> _Goal of the exercise_:
Among the lines below, count those with "around". Give only the number.

═════ Entries shown ═════

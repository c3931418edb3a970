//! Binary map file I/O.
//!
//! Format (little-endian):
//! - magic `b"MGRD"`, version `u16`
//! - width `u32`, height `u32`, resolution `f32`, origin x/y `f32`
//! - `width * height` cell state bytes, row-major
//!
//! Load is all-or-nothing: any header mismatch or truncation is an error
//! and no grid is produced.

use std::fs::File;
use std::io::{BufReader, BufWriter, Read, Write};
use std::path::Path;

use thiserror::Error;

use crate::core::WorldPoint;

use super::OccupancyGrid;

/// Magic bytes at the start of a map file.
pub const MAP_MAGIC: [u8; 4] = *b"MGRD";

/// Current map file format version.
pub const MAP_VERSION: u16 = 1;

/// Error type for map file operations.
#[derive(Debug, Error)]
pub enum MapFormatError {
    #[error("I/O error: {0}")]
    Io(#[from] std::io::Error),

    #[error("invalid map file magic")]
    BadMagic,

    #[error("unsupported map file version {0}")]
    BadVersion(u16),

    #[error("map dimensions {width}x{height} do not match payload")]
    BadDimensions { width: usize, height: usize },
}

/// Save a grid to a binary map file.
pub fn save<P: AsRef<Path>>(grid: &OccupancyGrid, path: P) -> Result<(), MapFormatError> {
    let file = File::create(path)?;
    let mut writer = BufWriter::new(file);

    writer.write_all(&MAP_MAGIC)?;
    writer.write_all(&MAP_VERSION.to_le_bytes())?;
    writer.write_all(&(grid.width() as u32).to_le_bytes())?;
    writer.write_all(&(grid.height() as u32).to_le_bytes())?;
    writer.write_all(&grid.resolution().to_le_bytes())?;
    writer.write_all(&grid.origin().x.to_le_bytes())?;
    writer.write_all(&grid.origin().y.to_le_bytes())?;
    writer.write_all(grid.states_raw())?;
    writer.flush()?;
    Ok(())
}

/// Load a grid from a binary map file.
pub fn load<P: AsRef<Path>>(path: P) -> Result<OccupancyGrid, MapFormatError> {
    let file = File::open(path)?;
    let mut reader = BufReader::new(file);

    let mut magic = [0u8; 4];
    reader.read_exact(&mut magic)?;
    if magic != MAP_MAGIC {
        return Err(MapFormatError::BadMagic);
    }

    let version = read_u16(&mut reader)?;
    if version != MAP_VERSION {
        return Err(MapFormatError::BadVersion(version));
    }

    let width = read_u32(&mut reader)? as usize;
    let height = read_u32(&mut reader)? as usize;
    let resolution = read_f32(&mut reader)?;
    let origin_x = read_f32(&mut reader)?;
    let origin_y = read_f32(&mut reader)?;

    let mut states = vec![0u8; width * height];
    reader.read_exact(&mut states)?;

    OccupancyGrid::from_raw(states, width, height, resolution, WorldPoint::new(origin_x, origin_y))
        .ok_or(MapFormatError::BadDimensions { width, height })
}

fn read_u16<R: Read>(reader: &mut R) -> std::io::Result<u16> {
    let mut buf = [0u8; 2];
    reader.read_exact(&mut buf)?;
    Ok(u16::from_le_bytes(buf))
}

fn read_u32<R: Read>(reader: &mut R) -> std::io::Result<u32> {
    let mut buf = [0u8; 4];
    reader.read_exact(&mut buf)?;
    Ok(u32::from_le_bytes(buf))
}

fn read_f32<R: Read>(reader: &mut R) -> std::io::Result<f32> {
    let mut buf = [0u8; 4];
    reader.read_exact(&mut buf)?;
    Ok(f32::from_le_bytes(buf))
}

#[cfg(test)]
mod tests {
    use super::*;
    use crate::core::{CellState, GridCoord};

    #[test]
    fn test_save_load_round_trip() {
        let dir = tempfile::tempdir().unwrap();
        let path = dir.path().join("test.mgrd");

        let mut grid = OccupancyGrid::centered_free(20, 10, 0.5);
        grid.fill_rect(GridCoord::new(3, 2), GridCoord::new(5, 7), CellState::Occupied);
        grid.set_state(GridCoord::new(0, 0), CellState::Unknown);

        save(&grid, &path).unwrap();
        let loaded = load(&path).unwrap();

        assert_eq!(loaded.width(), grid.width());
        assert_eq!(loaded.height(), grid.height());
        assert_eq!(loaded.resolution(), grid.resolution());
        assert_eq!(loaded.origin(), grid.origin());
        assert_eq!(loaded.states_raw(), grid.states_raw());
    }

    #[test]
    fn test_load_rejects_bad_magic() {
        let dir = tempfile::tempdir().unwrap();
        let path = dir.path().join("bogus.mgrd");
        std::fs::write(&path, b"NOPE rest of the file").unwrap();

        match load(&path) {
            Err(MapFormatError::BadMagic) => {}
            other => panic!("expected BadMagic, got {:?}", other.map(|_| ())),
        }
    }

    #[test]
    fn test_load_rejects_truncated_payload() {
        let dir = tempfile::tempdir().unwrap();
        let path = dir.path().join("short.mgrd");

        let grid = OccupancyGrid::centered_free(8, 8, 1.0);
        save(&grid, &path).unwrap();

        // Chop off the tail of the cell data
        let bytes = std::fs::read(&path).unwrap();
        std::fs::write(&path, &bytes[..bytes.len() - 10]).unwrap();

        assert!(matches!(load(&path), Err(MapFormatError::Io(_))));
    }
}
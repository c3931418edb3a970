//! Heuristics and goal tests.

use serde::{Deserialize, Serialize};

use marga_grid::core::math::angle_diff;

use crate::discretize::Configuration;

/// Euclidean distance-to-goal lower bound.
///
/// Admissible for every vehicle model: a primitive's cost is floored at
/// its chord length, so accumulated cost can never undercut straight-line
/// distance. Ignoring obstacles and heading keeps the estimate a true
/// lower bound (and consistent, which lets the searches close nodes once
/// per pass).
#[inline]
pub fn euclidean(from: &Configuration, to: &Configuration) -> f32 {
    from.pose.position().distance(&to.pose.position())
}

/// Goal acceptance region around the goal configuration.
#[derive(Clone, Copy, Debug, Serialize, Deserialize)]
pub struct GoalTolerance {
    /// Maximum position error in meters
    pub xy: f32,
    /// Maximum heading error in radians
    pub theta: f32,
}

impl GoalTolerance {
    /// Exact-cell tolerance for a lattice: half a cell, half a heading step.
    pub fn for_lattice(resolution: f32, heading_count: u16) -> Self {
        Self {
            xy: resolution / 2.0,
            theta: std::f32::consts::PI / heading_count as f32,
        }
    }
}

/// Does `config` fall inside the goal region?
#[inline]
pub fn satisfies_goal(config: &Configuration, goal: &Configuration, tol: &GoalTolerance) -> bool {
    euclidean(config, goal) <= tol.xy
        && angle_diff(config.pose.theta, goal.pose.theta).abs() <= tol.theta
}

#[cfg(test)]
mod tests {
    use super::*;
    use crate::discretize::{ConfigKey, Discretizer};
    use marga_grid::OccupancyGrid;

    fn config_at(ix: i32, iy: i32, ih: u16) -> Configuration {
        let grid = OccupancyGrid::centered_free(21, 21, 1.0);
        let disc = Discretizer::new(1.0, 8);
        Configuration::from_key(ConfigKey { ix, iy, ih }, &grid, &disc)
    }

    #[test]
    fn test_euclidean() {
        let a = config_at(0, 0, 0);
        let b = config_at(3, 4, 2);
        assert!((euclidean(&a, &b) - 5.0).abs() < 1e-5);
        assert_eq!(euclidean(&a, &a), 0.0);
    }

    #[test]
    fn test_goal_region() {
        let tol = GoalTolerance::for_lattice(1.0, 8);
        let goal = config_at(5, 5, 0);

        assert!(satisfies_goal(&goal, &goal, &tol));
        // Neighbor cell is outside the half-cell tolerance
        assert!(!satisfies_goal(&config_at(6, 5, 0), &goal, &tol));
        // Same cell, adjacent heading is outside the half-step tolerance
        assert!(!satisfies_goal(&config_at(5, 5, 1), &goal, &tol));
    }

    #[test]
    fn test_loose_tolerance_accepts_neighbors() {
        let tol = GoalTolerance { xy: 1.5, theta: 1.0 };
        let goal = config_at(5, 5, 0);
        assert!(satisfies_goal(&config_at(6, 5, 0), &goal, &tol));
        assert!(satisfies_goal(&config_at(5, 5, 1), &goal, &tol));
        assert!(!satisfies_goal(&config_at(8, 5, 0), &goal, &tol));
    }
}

═════
═════ Entries shown ═════

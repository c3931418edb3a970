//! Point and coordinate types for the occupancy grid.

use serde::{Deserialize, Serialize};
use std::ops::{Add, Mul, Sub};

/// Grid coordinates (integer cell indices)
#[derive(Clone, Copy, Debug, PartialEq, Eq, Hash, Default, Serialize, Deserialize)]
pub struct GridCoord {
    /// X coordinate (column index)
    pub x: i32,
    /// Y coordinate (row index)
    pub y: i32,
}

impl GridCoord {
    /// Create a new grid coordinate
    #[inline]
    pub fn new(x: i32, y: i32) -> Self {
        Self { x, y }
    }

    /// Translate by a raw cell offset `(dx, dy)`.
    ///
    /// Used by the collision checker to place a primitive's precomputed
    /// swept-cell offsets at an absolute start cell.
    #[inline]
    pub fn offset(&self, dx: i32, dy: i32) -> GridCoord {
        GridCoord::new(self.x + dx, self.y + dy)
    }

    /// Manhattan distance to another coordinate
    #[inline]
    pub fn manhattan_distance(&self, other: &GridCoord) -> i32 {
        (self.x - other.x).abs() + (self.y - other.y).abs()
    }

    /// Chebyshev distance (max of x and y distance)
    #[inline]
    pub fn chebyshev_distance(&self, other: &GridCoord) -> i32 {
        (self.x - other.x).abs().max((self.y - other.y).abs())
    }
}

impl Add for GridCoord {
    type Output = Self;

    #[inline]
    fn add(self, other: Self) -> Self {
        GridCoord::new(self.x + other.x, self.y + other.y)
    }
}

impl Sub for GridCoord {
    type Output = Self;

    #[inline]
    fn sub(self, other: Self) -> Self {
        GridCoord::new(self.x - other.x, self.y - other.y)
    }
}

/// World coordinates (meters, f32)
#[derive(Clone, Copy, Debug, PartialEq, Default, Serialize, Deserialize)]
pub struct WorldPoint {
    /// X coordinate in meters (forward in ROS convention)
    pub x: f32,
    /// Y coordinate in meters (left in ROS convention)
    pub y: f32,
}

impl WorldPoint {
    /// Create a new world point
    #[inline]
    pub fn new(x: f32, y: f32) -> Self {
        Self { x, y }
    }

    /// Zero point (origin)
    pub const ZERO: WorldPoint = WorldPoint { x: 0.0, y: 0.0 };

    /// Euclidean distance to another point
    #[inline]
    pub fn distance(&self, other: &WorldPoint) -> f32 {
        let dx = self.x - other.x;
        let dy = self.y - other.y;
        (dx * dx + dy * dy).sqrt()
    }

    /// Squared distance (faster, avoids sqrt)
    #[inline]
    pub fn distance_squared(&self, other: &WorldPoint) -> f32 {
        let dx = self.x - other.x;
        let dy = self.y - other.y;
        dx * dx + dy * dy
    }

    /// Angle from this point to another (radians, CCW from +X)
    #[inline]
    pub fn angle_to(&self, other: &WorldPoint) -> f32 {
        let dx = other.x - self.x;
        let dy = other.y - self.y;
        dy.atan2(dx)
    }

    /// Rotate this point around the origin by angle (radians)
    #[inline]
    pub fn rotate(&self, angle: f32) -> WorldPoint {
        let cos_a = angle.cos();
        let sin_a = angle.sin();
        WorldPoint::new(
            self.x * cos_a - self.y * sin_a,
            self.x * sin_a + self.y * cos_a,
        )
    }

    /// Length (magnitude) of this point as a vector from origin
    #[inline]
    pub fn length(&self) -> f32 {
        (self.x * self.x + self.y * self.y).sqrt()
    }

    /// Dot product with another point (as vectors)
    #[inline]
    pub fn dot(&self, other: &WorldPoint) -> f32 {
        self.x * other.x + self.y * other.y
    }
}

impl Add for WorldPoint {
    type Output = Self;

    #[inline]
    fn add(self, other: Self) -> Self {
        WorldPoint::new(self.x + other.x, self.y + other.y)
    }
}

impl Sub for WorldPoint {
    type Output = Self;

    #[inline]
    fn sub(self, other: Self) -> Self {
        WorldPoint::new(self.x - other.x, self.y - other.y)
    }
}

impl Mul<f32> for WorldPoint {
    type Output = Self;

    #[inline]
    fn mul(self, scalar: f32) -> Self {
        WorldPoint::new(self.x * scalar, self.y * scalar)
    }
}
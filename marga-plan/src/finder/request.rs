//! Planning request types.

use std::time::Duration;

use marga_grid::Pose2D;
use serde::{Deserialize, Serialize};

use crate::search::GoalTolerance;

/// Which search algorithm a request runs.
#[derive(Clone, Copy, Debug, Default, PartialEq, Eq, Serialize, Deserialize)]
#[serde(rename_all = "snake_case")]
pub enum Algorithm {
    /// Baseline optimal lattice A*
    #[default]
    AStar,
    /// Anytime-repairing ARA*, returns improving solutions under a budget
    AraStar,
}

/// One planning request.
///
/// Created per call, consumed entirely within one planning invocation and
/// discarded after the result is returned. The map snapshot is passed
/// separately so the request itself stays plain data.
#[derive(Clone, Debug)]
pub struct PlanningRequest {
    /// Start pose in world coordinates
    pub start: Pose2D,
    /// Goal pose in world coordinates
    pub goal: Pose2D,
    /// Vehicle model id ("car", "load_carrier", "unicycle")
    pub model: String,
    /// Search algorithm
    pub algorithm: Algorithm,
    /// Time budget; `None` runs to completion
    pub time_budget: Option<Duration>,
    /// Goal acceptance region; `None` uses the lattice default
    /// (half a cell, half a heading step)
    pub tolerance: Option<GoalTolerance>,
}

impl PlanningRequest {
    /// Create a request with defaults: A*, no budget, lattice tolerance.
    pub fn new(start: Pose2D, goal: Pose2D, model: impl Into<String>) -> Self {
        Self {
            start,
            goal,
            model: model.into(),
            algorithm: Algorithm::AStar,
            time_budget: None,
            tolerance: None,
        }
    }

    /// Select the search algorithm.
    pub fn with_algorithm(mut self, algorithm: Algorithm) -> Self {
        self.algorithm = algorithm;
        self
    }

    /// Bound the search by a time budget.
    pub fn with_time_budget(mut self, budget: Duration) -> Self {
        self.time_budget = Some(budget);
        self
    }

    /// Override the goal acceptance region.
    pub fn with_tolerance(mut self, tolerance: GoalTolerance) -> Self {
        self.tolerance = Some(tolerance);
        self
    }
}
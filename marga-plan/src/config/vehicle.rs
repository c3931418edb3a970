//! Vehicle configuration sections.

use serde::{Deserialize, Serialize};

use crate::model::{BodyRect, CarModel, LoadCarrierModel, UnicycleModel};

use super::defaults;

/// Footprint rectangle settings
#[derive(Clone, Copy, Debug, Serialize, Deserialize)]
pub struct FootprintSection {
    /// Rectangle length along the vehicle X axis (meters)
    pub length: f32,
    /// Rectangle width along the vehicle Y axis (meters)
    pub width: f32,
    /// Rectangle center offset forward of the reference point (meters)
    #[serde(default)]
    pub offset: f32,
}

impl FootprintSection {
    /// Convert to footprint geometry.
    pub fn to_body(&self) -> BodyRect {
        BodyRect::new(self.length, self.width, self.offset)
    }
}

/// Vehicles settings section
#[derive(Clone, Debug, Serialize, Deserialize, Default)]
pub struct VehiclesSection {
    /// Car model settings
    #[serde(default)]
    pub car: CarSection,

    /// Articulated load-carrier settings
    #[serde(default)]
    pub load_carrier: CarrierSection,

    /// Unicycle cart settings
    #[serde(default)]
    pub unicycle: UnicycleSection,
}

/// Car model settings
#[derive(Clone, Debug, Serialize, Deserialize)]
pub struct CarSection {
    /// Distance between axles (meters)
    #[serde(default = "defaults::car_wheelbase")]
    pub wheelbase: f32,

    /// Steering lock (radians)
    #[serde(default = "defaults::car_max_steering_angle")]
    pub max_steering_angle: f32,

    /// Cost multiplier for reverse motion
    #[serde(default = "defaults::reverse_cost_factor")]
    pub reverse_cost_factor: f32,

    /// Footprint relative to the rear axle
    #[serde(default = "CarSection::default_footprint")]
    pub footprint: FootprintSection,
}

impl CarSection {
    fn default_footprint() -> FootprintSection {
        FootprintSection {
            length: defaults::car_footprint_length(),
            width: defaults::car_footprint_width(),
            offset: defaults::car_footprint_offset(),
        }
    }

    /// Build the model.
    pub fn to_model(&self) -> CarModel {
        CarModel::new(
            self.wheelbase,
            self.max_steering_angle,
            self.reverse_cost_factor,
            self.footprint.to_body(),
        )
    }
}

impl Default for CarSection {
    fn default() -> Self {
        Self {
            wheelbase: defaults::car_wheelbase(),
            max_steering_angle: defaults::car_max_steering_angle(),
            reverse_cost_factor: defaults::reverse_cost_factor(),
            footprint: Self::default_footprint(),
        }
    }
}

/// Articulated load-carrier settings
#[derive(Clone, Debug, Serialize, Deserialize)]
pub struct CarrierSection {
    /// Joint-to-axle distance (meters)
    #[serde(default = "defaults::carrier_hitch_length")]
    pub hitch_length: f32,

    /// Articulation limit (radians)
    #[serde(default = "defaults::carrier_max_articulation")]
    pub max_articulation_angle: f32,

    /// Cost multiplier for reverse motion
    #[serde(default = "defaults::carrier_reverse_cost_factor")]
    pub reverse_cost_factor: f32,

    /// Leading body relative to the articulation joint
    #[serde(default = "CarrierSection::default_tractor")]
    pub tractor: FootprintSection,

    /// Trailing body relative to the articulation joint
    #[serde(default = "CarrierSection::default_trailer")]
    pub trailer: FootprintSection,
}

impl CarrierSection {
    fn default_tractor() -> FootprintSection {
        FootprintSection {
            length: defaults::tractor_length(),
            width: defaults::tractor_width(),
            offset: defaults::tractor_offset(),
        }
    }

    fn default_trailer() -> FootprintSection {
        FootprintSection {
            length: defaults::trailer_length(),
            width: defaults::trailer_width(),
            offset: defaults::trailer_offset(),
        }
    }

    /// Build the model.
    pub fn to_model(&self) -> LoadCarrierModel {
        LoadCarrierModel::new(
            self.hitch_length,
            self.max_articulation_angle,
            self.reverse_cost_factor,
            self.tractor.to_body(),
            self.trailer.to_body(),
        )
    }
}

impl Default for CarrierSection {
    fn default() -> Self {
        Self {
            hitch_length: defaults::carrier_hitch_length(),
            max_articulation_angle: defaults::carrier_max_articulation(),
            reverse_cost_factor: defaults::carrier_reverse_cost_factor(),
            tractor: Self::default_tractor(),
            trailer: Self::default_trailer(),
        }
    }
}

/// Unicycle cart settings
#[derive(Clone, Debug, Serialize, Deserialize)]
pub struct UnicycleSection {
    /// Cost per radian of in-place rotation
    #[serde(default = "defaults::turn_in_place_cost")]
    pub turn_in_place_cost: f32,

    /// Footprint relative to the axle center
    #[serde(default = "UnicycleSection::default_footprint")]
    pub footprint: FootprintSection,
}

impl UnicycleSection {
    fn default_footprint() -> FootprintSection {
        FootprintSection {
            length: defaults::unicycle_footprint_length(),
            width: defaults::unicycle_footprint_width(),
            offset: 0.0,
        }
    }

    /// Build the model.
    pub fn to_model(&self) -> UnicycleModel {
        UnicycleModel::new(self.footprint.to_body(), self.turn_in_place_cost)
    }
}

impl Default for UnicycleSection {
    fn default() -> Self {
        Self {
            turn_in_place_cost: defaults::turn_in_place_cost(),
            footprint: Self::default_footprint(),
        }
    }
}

═════
═════ Entries shown ═════

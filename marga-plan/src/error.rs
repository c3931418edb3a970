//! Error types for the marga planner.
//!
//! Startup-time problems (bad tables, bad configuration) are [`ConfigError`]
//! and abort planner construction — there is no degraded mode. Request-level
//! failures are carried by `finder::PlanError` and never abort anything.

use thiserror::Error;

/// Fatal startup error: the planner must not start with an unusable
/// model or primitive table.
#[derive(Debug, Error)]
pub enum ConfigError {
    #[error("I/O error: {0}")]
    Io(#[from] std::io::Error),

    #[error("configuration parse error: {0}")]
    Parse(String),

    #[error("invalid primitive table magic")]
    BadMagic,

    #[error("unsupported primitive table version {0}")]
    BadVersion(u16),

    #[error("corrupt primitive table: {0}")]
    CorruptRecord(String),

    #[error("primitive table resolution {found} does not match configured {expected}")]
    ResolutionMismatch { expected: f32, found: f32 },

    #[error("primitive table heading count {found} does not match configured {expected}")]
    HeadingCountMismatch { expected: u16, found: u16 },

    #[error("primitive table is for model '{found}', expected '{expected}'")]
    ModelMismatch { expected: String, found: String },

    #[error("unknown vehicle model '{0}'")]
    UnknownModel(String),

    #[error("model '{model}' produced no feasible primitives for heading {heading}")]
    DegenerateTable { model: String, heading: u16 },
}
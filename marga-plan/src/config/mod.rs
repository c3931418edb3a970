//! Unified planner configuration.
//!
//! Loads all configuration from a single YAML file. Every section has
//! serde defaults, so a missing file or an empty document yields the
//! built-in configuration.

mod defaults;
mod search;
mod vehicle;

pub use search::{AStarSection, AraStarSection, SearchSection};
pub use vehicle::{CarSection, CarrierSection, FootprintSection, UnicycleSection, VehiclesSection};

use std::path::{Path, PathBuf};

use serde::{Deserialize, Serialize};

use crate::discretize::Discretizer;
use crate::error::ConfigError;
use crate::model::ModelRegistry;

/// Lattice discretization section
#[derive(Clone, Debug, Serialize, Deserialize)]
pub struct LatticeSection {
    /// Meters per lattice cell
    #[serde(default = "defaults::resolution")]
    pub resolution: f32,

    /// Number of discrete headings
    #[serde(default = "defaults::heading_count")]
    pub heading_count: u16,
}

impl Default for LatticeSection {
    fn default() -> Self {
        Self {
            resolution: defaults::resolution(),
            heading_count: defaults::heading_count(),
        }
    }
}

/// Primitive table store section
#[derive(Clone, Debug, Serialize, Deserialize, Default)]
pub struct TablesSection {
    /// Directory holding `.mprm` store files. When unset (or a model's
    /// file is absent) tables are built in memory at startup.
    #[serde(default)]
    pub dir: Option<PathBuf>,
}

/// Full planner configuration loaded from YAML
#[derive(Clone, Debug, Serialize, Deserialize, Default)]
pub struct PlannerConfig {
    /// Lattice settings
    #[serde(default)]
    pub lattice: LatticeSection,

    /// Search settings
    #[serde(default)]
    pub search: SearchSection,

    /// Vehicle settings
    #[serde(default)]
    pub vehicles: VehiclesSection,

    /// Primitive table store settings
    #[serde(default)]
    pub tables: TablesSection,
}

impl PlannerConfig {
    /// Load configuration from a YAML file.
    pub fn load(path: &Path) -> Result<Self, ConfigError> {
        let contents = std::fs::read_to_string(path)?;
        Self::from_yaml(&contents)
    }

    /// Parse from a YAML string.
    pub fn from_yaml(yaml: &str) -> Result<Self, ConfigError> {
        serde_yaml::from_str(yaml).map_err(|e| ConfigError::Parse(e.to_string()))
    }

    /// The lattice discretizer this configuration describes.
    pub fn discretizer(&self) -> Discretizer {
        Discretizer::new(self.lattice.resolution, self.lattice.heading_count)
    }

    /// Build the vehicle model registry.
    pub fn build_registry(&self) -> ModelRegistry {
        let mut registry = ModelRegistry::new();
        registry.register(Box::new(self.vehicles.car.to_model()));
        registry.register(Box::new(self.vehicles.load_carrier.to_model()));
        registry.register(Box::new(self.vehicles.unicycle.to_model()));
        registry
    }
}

═════

> _Problem solution_:
2